Buildings and plots of land belonging to public universities occupy large fragments of Polish cities. There are over one million people working or studying there. Unfortunately, Polish universities score very low in the UI GreenMetric World University ranking showing the attitude to ecology among higher educational institutions across the world (in such categories as infrastructure, energy and water consumption, waste sorting and recycling, transport, scope of research and education).
Our objective was to introduce changes to the functioning of such facilities in favour of more sustainable management and operations. Such changes as limited production of wastepaper, water conservation or use of renewable energy have major positive impact on the natural environment. We built a coalition of sixty academic organisations for the popularisation of sustainable solutions.
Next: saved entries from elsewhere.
use std::fs;
use std::path::{Path, PathBuf};

use crate::model::JotterConfig;

/// Name of the optional config file, kept next to the data file
pub const CONFIG_FILE: &str = "jotter.toml";

const STARTER_CONFIG: &str = "\
# jotter configuration

[import]
# ask before merging pasted data into the notebook
confirm = true

[ui.colors]
# override theme slots with hex colors, e.g.
# highlight = \"#e0af68\"
# selected_bg = \"#283457\"
";

/// Error type for config reading
#[derive(Debug, thiserror::Error)]
pub enum ConfigError {
    #[error("could not read {path}: {source}")]
    ReadError {
        path: PathBuf,
        source: std::io::Error,
    },
    #[error("could not parse jotter.toml: {0}")]
    ParseError(#[from] toml::de::Error),
}

/// Read jotter.toml from the notebook's directory. A missing file means
/// defaults; a malformed one is an error.
pub fn read_config(dir: &Path) -> Result<JotterConfig, ConfigError> {
    let path = dir.join(CONFIG_FILE);
    if !path.exists() {
        return Ok(JotterConfig::default());
    }
    let text = fs::read_to_string(&path).map_err(|e| ConfigError::ReadError {
        path: path.clone(),
        source: e,
    })?;
    Ok(toml::from_str(&text)?)
}

/// Write the commented starter config, unless one already exists
pub fn write_starter_config(dir: &Path) -> Result<(), std::io::Error> {
    let path = dir.join(CONFIG_FILE);
    if path.exists() {
        return Ok(());
    }
    fs::write(&path, STARTER_CONFIG)
}
use std::io;
use std::path::{Path, PathBuf};
use std::time::Duration;

use crossterm::event::{
    self, DisableBracketedPaste, EnableBracketedPaste, Event, KeyCode, KeyEvent, KeyEventKind,
    KeyModifiers,
};
use crossterm::execute;
use crossterm::terminal::{
    EnterAlternateScreen, LeaveAlternateScreen, disable_raw_mode, enable_raw_mode,
};
use ratatui::Terminal;
use ratatui::backend::CrosstermBackend;

use crate::io::config_io::read_config;
use crate::io::lock::FileLock;
use crate::io::snapshot;
use crate::io::store::{self, discover_notebook, load_notebook, save_notebook};
use crate::io::watcher::NotebookWatcher;
use crate::model::{JotterConfig, Notebook, Session};
use crate::ops::{self, Host};
use crate::resolve::{Command, SearchItem, get_search_items};

use super::input::InputState;
use super::prompt::TermHost;
use super::render;
use super::theme::Theme;

/// A modal text box over the candidate list
pub enum Overlay {
    Help(String),
    Notice(String),
}

/// Main application state
pub struct App {
    pub session: Session,
    pub config: JotterConfig,
    pub theme: Theme,
    /// Absolute path of the jotter.json this session edits
    pub data_path: PathBuf,
    pub input: InputState,
    /// Candidates for the current input, already ordered
    pub results: Vec<SearchItem>,
    /// Index into `results`
    pub selected: usize,
    /// One-line message for the status row, replaced on the next key
    pub status: Option<String>,
    pub overlay: Option<Overlay>,
    pub should_quit: bool,
}

impl App {
    pub fn new(session: Session, config: JotterConfig, data_path: PathBuf) -> App {
        let theme = Theme::from_config(&config.ui);
        let mut app = App {
            session,
            config,
            theme,
            data_path,
            input: InputState::new(),
            results: Vec::new(),
            selected: 0,
            status: None,
            overlay: None,
            should_quit: false,
        };
        app.refresh_results();
        app
    }

    /// Re-resolve the input; the cursor snaps back to the top
    pub fn refresh_results(&mut self) {
        self.results = get_search_items(&self.session, self.input.text());
        self.selected = 0;
    }

    /// The query behind the current ranked results, for highlighting.
    /// Exact candidates were resolved by code, not by match, so they
    /// highlight nothing.
    pub fn highlight_query(&self) -> Option<String> {
        match self.results.first() {
            Some(item) if !item.exact => Some(self.input.text().trim().to_string()),
            _ => None,
        }
    }
}

/// Run the interactive search screen
pub fn run(dir: Option<&Path>) -> Result<(), Box<dyn std::error::Error>> {
    let start = match dir {
        Some(d) => d.to_path_buf(),
        None => std::env::current_dir()?,
    };
    let data_path = discover_notebook(&start)?;
    let loaded = load_notebook(&data_path)?;
    let notebook_dir = data_path
        .parent()
        .map(Path::to_path_buf)
        .unwrap_or_else(|| PathBuf::from("."));

    let config = read_config(&notebook_dir)?;
    let _lock = FileLock::acquire_default(&notebook_dir)?;

    let mut session = Session::new(Notebook::new());
    snapshot::restore(&mut session, loaded);
    let mut app = App::new(session, config, data_path);

    // Reload when another process writes the file; a dead watcher only
    // costs us that
    let watcher = NotebookWatcher::start(&notebook_dir).ok();

    // Setup terminal
    enable_raw_mode()?;
    let mut stdout = io::stdout();
    execute!(stdout, EnterAlternateScreen, EnableBracketedPaste)?;
    let backend = CrosstermBackend::new(stdout);
    let mut terminal = Terminal::new(backend)?;
    terminal.clear()?;

    // Install panic hook to restore terminal on panic
    let original_hook = std::panic::take_hook();
    std::panic::set_hook(Box::new(move |panic_info| {
        let _ = disable_raw_mode();
        let _ = execute!(io::stdout(), DisableBracketedPaste, LeaveAlternateScreen);
        original_hook(panic_info);
    }));

    let result = run_event_loop(&mut terminal, &mut app, watcher.as_ref());

    // Restore terminal
    disable_raw_mode()?;
    execute!(
        terminal.backend_mut(),
        DisableBracketedPaste,
        LeaveAlternateScreen
    )?;
    terminal.show_cursor()?;

    result
}

fn run_event_loop(
    terminal: &mut Terminal<CrosstermBackend<io::Stdout>>,
    app: &mut App,
    watcher: Option<&NotebookWatcher>,
) -> Result<(), Box<dyn std::error::Error>> {
    loop {
        terminal.draw(|frame| render::render(frame, app))?;

        if event::poll(Duration::from_millis(250))? {
            match event::read()? {
                Event::Key(key) if key.kind == KeyEventKind::Press => {
                    handle_key(app, terminal, key);
                }
                Event::Paste(text) => {
                    // the search box is one line; fold pasted newlines away
                    let flat = text.replace(['\r', '\n'], " ");
                    app.input.insert_str(flat.trim_end());
                    app.refresh_results();
                }
                _ => {}
            }
        }

        if let Some(w) = watcher
            && w.changed()
        {
            reload_from_disk(app);
        }

        if app.should_quit {
            break;
        }
    }
    Ok(())
}

fn handle_key(app: &mut App, terminal: &mut Terminal<CrosstermBackend<io::Stdout>>, key: KeyEvent) {
    if app.overlay.is_some() {
        if matches!(key.code, KeyCode::Esc | KeyCode::Enter | KeyCode::Char('q')) {
            app.overlay = None;
        }
        return;
    }

    app.status = None;
    match (key.modifiers, key.code) {
        (KeyModifiers::CONTROL, KeyCode::Char('c')) => app.should_quit = true,
        (_, KeyCode::Esc) => {
            if app.input.is_empty() {
                app.should_quit = true;
            } else {
                app.input.clear();
                app.refresh_results();
            }
        }
        (_, KeyCode::Up) => app.selected = app.selected.saturating_sub(1),
        (_, KeyCode::Down) => {
            if app.selected + 1 < app.results.len() {
                app.selected += 1;
            }
        }
        (_, KeyCode::Enter) => run_selected(app, terminal),
        (_, KeyCode::Backspace) => {
            app.input.backspace();
            app.refresh_results();
        }
        (_, KeyCode::Delete) => {
            app.input.delete();
            app.refresh_results();
        }
        (_, KeyCode::Left) => app.input.left(),
        (_, KeyCode::Right) => app.input.right(),
        (_, KeyCode::Home) => app.input.home(),
        (_, KeyCode::End) => app.input.end(),
        (mods, KeyCode::Char(c)) if !mods.contains(KeyModifiers::CONTROL) => {
            app.input.insert_char(c);
            app.refresh_results();
        }
        _ => {}
    }
}

/// Dispatch the highlighted candidate, then persist and report
fn run_selected(app: &mut App, terminal: &mut Terminal<CrosstermBackend<io::Stdout>>) {
    let Some(item) = app.results.get(app.selected).cloned() else {
        return;
    };

    let mut host = TermHost::new(terminal, &app.theme);

    if matches!(item.command, Command::Import) {
        if app.config.import.confirm && !confirm_import(&mut host) {
            return;
        }
        // no backup, no merge
        if !backup_before_import(&app.data_path, &mut app.status) {
            return;
        }
    }

    let changed = ops::apply(&mut app.session, &item, &mut host);
    let alerts = host.take_alerts();

    show_alerts(app, &item, alerts);
    if changed {
        save(app);
    }

    app.input.clear();
    app.refresh_results();
}

fn confirm_import(host: &mut TermHost) -> bool {
    match host.ask("Merge pasted data into this notebook? (y/n)", "y") {
        Some(answer) => answer.trim().to_lowercase().starts_with('y'),
        None => false,
    }
}

/// Copy the data file aside before a merge touches it. `false` means the
/// backup failed and the import must not run.
fn backup_before_import(data_path: &Path, status: &mut Option<String>) -> bool {
    match store::backup_notebook(data_path) {
        Ok(backup) => {
            if let Some(name) = backup.file_name() {
                *status = Some(format!("saved backup {}", name.to_string_lossy()));
            }
            true
        }
        Err(e) => {
            *status = Some(format!("import aborted: {e}"));
            false
        }
    }
}

/// Single-line alerts go to the status row, anything longer becomes an
/// overlay; help is always the overlay.
fn show_alerts(app: &mut App, item: &SearchItem, alerts: Vec<String>) {
    if matches!(item.command, Command::Help) {
        if let Some(text) = alerts.into_iter().next() {
            app.overlay = Some(Overlay::Help(text));
        }
        return;
    }
    if alerts.is_empty() {
        return;
    }
    if alerts.len() == 1 && !alerts[0].contains('\n') {
        let message = alerts.into_iter().next().unwrap_or_default();
        match app.status.take() {
            Some(prior) => app.status = Some(format!("{message} \u{00B7} {prior}")),
            None => app.status = Some(message),
        }
    } else {
        app.overlay = Some(Overlay::Notice(alerts.join("\n")));
    }
}

fn save(app: &mut App) {
    let snapshot = snapshot::capture(&app.session);
    if let Err(e) = save_notebook(&app.data_path, &snapshot) {
        app.status = Some(e.to_string());
    }
}

/// Another process wrote jotter.json; adopt its tree unless it matches
/// what we already have (our own save echoes back through the watcher)
fn reload_from_disk(app: &mut App) {
    match load_notebook(&app.data_path) {
        Ok(loaded) => {
            if loaded != snapshot::capture(&app.session) {
                snapshot::restore(&mut app.session, loaded);
                app.status = Some("notebook reloaded from disk".into());
                app.refresh_results();
            }
        }
        Err(e) => app.status = Some(e.to_string()),
    }
}

// ---------------------------------------------------------------------------
use once_cell::sync::Lazy;
use regex::Regex;

/// One operation in the code vocabulary
#[derive(Debug, Clone, Copy, PartialEq, Eq)]
pub enum Code {
    NewSection,
    SelectSection,
    NewPage,
    SelectPage,
    NewContext,
    SelectContext,
    NewItem,
    Done,
    RemoveDoneContext,
    RemoveDonePage,
    Sort,
    Import,
    Export,
    Help,
}

/// A code token with its meaning, as shown by `help`
pub struct CodeInfo {
    pub token: &'static str,
    pub code: Code,
    pub description: &'static str,
}

/// The full code table. `im`/`ex` have long-form aliases; every entry is
/// its own row so `help` shows exactly what the parser accepts.
pub const CODES: &[CodeInfo] = &[
    CodeInfo {
        token: "ns",
        code: Code::NewSection,
        description: "create a new section",
    },
    CodeInfo {
        token: "s",
        code: Code::SelectSection,
        description: "select a section by title",
    },
    CodeInfo {
        token: "np",
        code: Code::NewPage,
        description: "create a new page in the selected section",
    },
    CodeInfo {
        token: "p",
        code: Code::SelectPage,
        description: "select a page by title",
    },
    CodeInfo {
        token: "nc",
        code: Code::NewContext,
        description: "create a new context (todo, ol, or ul)",
    },
    CodeInfo {
        token: "c",
        code: Code::SelectContext,
        description: "select a context by title",
    },
    CodeInfo {
        token: "n",
        code: Code::NewItem,
        description: "add an item to the selected context",
    },
    CodeInfo {
        token: "d",
        code: Code::Done,
        description: "mark a todo done",
    },
    CodeInfo {
        token: "rc",
        code: Code::RemoveDoneContext,
        description: "remove done todos from the selected context",
    },
    CodeInfo {
        token: "rp",
        code: Code::RemoveDonePage,
        description: "remove done todos from the selected page",
    },
    CodeInfo {
        token: "sort",
        code: Code::Sort,
        description: "sort the selected context's items by title",
    },
    CodeInfo {
        token: "im",
        code: Code::Import,
        description: "import notebook data from the clipboard",
    },
    CodeInfo {
        token: "import",
        code: Code::Import,
        description: "import notebook data from the clipboard",
    },
    CodeInfo {
        token: "ex",
        code: Code::Export,
        description: "export the notebook to the clipboard",
    },
    CodeInfo {
        token: "export",
        code: Code::Export,
        description: "export the notebook to the clipboard",
    },
    CodeInfo {
        token: "help",
        code: Code::Help,
        description: "show this code table",
    },
];

impl Code {
    /// The primary (shortest) token for this code
    pub fn token(self) -> &'static str {
        for info in CODES {
            if info.code == self {
                return info.token;
            }
        }
        unreachable!("every code has a table entry")
    }
}

/// The outcome of splitting raw input: an optional leading code and the
/// optional text after it. No code means the whole input is free text.
#[derive(Debug, Clone, PartialEq, Eq, Default)]
pub struct ParsedInput {
    pub code: Option<Code>,
    pub additional: Option<String>,
}

// Tokens are alternated longest-first so a short code never truncates a
// longer one ("np" vs "n", "import" vs "im").
static CODE_RE: Lazy<Regex> = Lazy::new(|| {
    let mut tokens: Vec<&str> = CODES.iter().map(|info| info.token).collect();
    tokens.sort_by(|a, b| b.len().cmp(&a.len()).then(a.cmp(b)));
    Regex::new(&format!(r"^({})\b ?(.+)?$", tokens.join("|"))).expect("valid code regex")
});

/// Split raw input into `{code?, additional?}`. The remainder is trimmed;
/// an all-whitespace remainder counts as absent.
pub fn parse_input(raw: &str) -> ParsedInput {
    let Some(caps) = CODE_RE.captures(raw) else {
        return ParsedInput::default();
    };
    let token = &caps[1];
    let code = CODES
        .iter()
        .find(|info| info.token == token)
        .map(|info| info.code);
    let additional = caps
        .get(2)
        .map(|m| m.as_str().trim())
        .filter(|s| !s.is_empty())
        .map(str::to_string);
    ParsedInput { code, additional }
}

/// The sorted `code  description` block shown by `help` and `jt codes`
pub fn help_text() -> String {
    let width = CODES.iter().map(|info| info.token.len()).max().unwrap_or(0);
    let mut rows: Vec<&CodeInfo> = CODES.iter().collect();
    rows.sort_by(|a, b| a.token.cmp(b.token));
    let mut out = String::new();
    for info in rows {
        out.push_str(&format!(
            "{:width$}  {}\n",
            info.token,
            info.description,
            width = width
        ));
    }
    out
}
pub mod config_io;
pub mod lock;
pub mod merge;
pub mod snapshot;
pub mod store;
pub mod watcher;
Coalition members were supported by a panel of experts in natural resource protection, energy-efficient technologies and proper waste sorting. We organised a training for representatives of member organisations on how to take care of the environment in daily work and how to pursue sustainability goals developed by the UN. We run workshops for selected leaders on how to effectively influence university authorities and on how to submit petitions to institutions responsible for the condition of natural environment. We supported interventional groups that in eleven academic centres advocated for reducing unfavourable impact of their institutions on the environment. We organised for them consultations with experts, lawyers, and NGOs. At the same time, we ongoingly monitored universities’ reactions to petitions submitted by members of our coalitions and to activities taken up by interventional groups.
Our monitoring activities resulted in the submission of 203 comments and recommendations to legal acts governing these institutions. We discovered that twenty-one universities did not consider any environmental criteria when organising tenders, and in the structure of eight-eight of them there were no isolated organisational units responsible for the implementation of environmental protection and sustainability tasks. As many as fifty-three of all universities we sent our recommendations to introduced changes or declared their readiness to implement them in the near future.